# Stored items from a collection
=== Begin Enclosure ===

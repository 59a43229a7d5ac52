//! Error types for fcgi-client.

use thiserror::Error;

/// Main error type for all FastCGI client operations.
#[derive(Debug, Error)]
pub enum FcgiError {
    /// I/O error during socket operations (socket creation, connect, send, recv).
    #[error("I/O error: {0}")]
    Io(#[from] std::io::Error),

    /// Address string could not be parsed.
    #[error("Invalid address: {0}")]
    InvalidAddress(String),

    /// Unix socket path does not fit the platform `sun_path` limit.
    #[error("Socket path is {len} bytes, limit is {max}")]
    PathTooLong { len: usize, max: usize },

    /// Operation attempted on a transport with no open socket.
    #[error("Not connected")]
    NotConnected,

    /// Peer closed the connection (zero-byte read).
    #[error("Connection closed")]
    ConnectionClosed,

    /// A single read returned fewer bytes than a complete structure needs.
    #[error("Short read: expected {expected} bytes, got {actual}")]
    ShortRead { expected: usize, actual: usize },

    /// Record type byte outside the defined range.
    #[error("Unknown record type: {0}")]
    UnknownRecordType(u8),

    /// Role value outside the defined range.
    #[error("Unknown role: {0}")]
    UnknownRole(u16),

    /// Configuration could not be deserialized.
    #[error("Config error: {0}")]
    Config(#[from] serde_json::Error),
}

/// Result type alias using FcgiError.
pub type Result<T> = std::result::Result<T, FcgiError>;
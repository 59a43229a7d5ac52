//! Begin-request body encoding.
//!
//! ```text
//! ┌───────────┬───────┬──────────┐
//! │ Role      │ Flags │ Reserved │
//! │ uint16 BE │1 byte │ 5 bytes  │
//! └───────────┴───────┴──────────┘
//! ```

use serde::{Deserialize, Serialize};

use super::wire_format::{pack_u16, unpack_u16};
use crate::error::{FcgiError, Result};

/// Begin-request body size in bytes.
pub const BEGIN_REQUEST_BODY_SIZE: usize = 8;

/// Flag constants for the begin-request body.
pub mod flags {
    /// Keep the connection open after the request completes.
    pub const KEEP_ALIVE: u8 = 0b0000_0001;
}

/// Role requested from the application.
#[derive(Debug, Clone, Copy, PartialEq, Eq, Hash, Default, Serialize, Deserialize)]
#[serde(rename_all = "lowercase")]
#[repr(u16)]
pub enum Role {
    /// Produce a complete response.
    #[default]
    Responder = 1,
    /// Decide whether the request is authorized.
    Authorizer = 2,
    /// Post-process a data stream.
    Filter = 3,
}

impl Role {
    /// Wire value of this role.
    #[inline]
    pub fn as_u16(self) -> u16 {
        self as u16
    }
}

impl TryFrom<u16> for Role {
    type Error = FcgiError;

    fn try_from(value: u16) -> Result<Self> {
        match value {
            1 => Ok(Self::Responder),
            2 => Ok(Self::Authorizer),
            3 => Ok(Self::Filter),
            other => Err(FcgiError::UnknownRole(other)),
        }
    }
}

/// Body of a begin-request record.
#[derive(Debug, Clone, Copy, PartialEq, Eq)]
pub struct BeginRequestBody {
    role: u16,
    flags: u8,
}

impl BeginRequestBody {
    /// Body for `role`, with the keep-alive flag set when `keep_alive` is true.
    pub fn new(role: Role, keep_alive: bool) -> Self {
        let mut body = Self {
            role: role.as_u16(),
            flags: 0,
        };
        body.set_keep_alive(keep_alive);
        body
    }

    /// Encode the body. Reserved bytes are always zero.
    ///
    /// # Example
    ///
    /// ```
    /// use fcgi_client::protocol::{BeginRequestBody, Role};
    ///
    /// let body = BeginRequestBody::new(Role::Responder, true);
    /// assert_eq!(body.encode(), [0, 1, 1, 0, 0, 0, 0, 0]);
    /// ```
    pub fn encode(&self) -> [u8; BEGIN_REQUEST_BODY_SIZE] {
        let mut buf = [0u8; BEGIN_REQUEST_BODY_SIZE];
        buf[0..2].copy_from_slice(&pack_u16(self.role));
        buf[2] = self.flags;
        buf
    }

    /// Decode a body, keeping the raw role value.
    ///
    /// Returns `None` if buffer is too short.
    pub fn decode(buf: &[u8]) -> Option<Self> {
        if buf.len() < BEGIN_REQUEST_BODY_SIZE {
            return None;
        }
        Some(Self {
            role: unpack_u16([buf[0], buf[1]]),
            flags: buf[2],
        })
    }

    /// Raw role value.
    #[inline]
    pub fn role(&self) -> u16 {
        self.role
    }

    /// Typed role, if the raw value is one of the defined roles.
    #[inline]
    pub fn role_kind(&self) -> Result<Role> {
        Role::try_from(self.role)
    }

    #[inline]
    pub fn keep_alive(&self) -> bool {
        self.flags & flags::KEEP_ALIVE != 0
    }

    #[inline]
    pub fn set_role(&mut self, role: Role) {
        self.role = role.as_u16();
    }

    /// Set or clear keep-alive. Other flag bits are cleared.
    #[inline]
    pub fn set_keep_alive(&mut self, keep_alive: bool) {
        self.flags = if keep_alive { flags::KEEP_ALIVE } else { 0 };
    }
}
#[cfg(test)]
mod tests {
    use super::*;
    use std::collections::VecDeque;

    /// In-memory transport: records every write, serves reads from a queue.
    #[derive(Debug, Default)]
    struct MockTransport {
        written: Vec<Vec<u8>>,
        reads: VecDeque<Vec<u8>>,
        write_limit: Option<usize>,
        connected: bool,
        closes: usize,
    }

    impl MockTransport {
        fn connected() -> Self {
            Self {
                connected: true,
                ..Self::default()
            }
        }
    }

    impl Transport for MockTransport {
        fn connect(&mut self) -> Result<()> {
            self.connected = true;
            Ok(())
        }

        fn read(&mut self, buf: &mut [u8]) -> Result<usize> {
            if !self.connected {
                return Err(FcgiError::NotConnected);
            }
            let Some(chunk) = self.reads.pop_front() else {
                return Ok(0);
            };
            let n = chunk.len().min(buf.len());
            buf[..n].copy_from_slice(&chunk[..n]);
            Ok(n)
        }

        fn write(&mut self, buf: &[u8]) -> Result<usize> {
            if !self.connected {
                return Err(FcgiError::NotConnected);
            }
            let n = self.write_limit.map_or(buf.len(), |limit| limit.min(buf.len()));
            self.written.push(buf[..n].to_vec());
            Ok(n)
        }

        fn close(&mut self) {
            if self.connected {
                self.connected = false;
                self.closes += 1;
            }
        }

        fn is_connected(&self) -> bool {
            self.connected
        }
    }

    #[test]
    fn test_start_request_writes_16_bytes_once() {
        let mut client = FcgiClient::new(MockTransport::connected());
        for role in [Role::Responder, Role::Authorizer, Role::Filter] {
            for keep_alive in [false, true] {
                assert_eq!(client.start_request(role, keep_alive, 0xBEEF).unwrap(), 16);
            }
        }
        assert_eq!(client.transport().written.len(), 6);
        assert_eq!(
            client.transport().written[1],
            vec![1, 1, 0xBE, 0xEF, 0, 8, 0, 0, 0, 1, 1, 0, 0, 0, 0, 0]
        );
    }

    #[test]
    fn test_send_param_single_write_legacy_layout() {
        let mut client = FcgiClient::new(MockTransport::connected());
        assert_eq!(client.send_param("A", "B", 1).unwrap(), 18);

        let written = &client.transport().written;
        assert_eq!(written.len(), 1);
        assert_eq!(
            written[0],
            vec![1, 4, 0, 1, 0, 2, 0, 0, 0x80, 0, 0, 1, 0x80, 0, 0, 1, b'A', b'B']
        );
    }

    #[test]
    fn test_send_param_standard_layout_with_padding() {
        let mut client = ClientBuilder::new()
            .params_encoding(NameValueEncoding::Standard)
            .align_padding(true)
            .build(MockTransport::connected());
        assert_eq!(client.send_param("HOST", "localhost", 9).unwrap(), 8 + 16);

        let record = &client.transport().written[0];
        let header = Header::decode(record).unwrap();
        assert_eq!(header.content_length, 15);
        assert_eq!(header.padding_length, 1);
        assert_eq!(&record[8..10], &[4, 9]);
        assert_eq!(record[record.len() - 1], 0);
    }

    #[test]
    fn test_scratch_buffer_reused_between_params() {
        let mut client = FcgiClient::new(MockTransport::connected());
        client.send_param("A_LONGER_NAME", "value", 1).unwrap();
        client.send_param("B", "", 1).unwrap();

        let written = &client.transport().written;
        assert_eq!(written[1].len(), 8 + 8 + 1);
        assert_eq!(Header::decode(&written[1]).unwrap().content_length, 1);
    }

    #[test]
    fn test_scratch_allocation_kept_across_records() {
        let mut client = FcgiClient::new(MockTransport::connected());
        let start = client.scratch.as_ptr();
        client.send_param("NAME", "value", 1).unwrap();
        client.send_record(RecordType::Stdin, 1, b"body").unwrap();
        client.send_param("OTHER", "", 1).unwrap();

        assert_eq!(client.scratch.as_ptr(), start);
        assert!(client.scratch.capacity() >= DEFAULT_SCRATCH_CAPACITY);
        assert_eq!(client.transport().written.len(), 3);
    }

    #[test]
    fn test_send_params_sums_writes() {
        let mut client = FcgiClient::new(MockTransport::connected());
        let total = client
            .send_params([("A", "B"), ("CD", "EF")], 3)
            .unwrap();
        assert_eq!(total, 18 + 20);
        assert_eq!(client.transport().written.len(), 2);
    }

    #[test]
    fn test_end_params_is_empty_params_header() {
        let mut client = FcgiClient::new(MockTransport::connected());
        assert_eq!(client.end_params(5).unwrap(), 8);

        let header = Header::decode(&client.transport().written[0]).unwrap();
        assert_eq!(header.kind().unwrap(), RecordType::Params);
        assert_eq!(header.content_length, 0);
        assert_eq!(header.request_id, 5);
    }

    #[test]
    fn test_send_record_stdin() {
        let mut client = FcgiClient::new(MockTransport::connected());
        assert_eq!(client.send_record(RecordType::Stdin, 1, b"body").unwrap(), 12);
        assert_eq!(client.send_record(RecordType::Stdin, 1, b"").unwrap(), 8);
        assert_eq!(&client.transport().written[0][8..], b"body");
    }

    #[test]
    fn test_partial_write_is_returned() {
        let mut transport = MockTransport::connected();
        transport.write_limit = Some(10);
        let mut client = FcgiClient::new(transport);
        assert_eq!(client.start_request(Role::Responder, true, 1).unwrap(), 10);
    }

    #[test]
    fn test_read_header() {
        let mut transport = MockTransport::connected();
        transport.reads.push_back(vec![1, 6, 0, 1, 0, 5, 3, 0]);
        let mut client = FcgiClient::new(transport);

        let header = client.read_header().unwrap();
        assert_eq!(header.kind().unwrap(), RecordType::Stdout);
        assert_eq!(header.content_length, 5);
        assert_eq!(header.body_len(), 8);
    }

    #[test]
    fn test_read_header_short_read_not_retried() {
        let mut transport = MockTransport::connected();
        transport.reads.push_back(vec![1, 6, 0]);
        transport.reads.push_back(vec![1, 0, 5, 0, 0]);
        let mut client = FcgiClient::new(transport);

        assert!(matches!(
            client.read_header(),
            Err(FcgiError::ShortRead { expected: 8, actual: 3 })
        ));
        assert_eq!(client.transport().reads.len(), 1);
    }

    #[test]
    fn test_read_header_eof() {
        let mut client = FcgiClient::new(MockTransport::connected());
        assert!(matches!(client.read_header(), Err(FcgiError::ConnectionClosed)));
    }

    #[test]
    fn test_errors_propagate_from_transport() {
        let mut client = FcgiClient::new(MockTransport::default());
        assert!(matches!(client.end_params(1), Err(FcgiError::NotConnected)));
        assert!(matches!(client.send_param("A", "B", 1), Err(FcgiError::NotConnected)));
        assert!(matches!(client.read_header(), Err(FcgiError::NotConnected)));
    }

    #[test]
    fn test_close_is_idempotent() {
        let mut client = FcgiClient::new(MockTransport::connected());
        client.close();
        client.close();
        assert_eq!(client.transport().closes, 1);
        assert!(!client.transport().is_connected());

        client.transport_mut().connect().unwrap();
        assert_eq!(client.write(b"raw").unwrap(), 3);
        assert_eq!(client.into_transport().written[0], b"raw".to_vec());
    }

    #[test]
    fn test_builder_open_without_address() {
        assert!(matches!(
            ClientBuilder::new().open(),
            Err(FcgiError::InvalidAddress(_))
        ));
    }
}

=== End Enclosure ===

# TASK BRIEF
Retype the records above from the very first line down to the line with "connect, send, recv).", keeping both of those lines. Include nothing beyond them.

# REPLY
repository 59a43229a7d5ac52
//! Error types for fcgi-client.

use thiserror::Error;

/// Main error type for all FastCGI client operations.
#[derive(Debug, Error)]
pub enum FcgiError {
    /// I/O error during socket operations (socket creation, connect, send, recv).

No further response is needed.